Stored items
*** Begin section ***
//! # overload-dispatch
//!
//! Runtime overloading for methods that take dynamically typed arguments.
//!
//! A method is declared as an ordered set of overloads, each a schema plus a
//! handler. Every call validates its argument list against every overload,
//! runs the handler of the first one that matches, and otherwise falls back
//! to the original method body.
//!
//! ## Signatures
//!
//! - **no-arguments**: matches only an empty argument list
//! - **fixed**: validates the whole list as a tuple, optionally with a variadic tail
//! - **rest**: validates every argument against one element schema
//! - **single**: validates the first argument, and requires an exact argument count
//!
//! ## Example
//!
//! ```
//! use overload_dispatch::{args, OverloadSet, Schema};
//!
//! struct Ruler;
//!
//! let measure = OverloadSet::<Ruler, usize>::new()
//!     .none(|_| 0)
//!     .fixed([Schema::String, Schema::String], |_, (a, b): (String, String)| a.len() + b.len())
//!     .single(Schema::String, |_, s: String| s.len())
//!     .decorate("measure", |_, _| usize::MAX);
//!
//! let mut ruler = Ruler;
//! assert_eq!(measure.name(), "measure");
//! assert_eq!(measure.call(&mut ruler, args![]).unwrap(), 0);
//! assert_eq!(measure.call(&mut ruler, args!["ab", "cde"]).unwrap(), 5);
//! assert_eq!(measure.call(&mut ruler, args!["abcd"]).unwrap(), 4);
//! assert_eq!(measure.call(&mut ruler, args![true]).unwrap(), usize::MAX);
//! ```

pub mod error;
pub mod overload;
pub mod schema;

mod macros;

pub use error::{NoMatchingOverload, OverloadError, Result};
pub use overload::{
    Arguments, BoxFuture, OverloadSet, OverloadSignature, OverloadedMethod, Signature,
};
pub use schema::{Schema, NO_PARAMS};

#[doc(hidden)]
pub mod __private {
    pub use serde_json::{json, Value};
}
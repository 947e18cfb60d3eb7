//! Per-call overload resolution.
//!
//! Each call builds one [`Row`] per declared entry, in declaration order,
//! validates all of them, and then takes the first success. Rows live only
//! for the duration of the call; the method holds no state between calls.

use std::fmt;

use serde_json::Value;

use super::entry::OverloadEntry;
use super::handler::Arguments;
use super::signature::{OverloadSignature, SignatureKind};
use crate::error::{NoMatchingOverload, OverloadError, Result};
use crate::schema::SchemaIssue;

/// Original method body, run when no entry matches.
pub type Fallback<C, R> = Box<dyn Fn(&mut C, Vec<Value>) -> R + Send + Sync>;

/// Validation outcome of one entry for one call.
#[derive(Debug, Clone, PartialEq)]
pub struct Row {
    /// Declaration index of the entry.
    pub index: usize,
    /// Classification of the entry's signature.
    pub kind: SignatureKind,
    /// Shaped arguments on success, the rejection otherwise.
    pub outcome: std::result::Result<Arguments, SchemaIssue>,
}

impl Row {
    /// True if the entry accepted the call.
    pub fn is_match(&self) -> bool {
        self.outcome.is_ok()
    }
}

/// A method whose calls are routed to overload handlers.
pub struct OverloadedMethod<C, R> {
    name: String,
    entries: Vec<OverloadEntry<C, R>>,
    fallback: Fallback<C, R>,
}

impl<C, R> OverloadedMethod<C, R> {
    pub(crate) fn new(
        name: String,
        entries: Vec<OverloadEntry<C, R>>,
        fallback: Fallback<C, R>,
    ) -> Self {
        Self {
            name,
            entries,
            fallback,
        }
    }

    /// The original method's name.
    pub fn name(&self) -> &str {
        &self.name
    }

    /// Number of declared entries.
    pub fn len(&self) -> usize {
        self.entries.len()
    }

    /// True if no entries were declared; every call falls back.
    pub fn is_empty(&self) -> bool {
        self.entries.is_empty()
    }

    /// Diagnostic descriptions of every entry, in declaration order.
    pub fn signatures(&self) -> Vec<OverloadSignature> {
        self.entries
            .iter()
            .enumerate()
            .map(|(i, e)| e.describe(i))
            .collect()
    }

    /// Validate every entry against `args`.
    pub fn rows(&self, args: &[Value]) -> Vec<Row> {
        self.entries
            .iter()
            .enumerate()
            .map(|(index, entry)| {
                let row = Row {
                    index,
                    kind: entry.signature().kind(),
                    outcome: entry.signature().validate(args, entry.arity()),
                };
                match &row.outcome {
                    Ok(_) => {
                        tracing::trace!("{}: overload #{} ({}) matched", self.name, index, row.kind)
                    }
                    Err(issue) => tracing::trace!(
                        "{}: overload #{} ({}) rejected: {}",
                        self.name,
                        index,
                        row.kind,
                        issue
                    ),
                }
                row
            })
            .collect()
    }

    /// First matching row, if any.
    pub fn resolve(&self, args: &[Value]) -> Option<Row> {
        self.rows(args).into_iter().find(Row::is_match)
    }

    /// Invoke the method on `receiver`.
    ///
    /// Runs the first matching entry's handler, or the fallback with the
    /// original arguments. Whatever either returns is passed through as is.
    ///
    /// # Errors
    ///
    /// Returns [`OverloadError::Decode`] if the matched handler cannot
    /// deserialize the parsed arguments into its parameter type.
    pub fn call(&self, receiver: &mut C, args: Vec<Value>) -> Result<R> {
        let selected = self
            .resolve(&args)
            .and_then(|row| row.outcome.ok().map(|arguments| (row.index, arguments)));

        match selected {
            Some((index, arguments)) => {
                tracing::debug!(
                    "{}: dispatching {} argument(s) to overload #{}",
                    self.name,
                    args.len(),
                    index
                );
                self.entries[index]
                    .handler()
                    .call(receiver, arguments)
                    .map_err(|source| OverloadError::Decode {
                        method: self.name.clone(),
                        index,
                        source,
                    })
            }
            None => {
                tracing::debug!(
                    "{}: no overload matched {} argument(s), using fallback",
                    self.name,
                    args.len()
                );
                Ok((self.fallback)(receiver, args))
            }
        }
    }

    /// Build the no-match signal for this method, for use inside a fallback.
    pub fn no_match<I>(&self, fragments: I) -> NoMatchingOverload
    where
        I: IntoIterator,
        I::Item: fmt::Display,
    {
        NoMatchingOverload::new(self.signatures(), fragments)
    }
}

impl<C, R> fmt::Debug for OverloadedMethod<C, R> {
    fn fmt(&self, f: &mut fmt::Formatter<'_>) -> fmt::Result {
        f.debug_struct("OverloadedMethod")
            .field("name", &self.name)
            .field("overloads", &self.signatures())
            .finish_non_exhaustive()
    }
}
*** End section ***
Exercise aim:
Each line of the entries above that contains "OverloadedMethod" must be copied into the answer.

The completed task:
    Arguments, BoxFuture, OverloadSet, OverloadSignature, OverloadedMethod, Signature,
pub struct OverloadedMethod<C, R> {
impl<C, R> OverloadedMethod<C, R> {
impl<C, R> fmt::Debug for OverloadedMethod<C, R> {
        f.debug_struct("OverloadedMethod")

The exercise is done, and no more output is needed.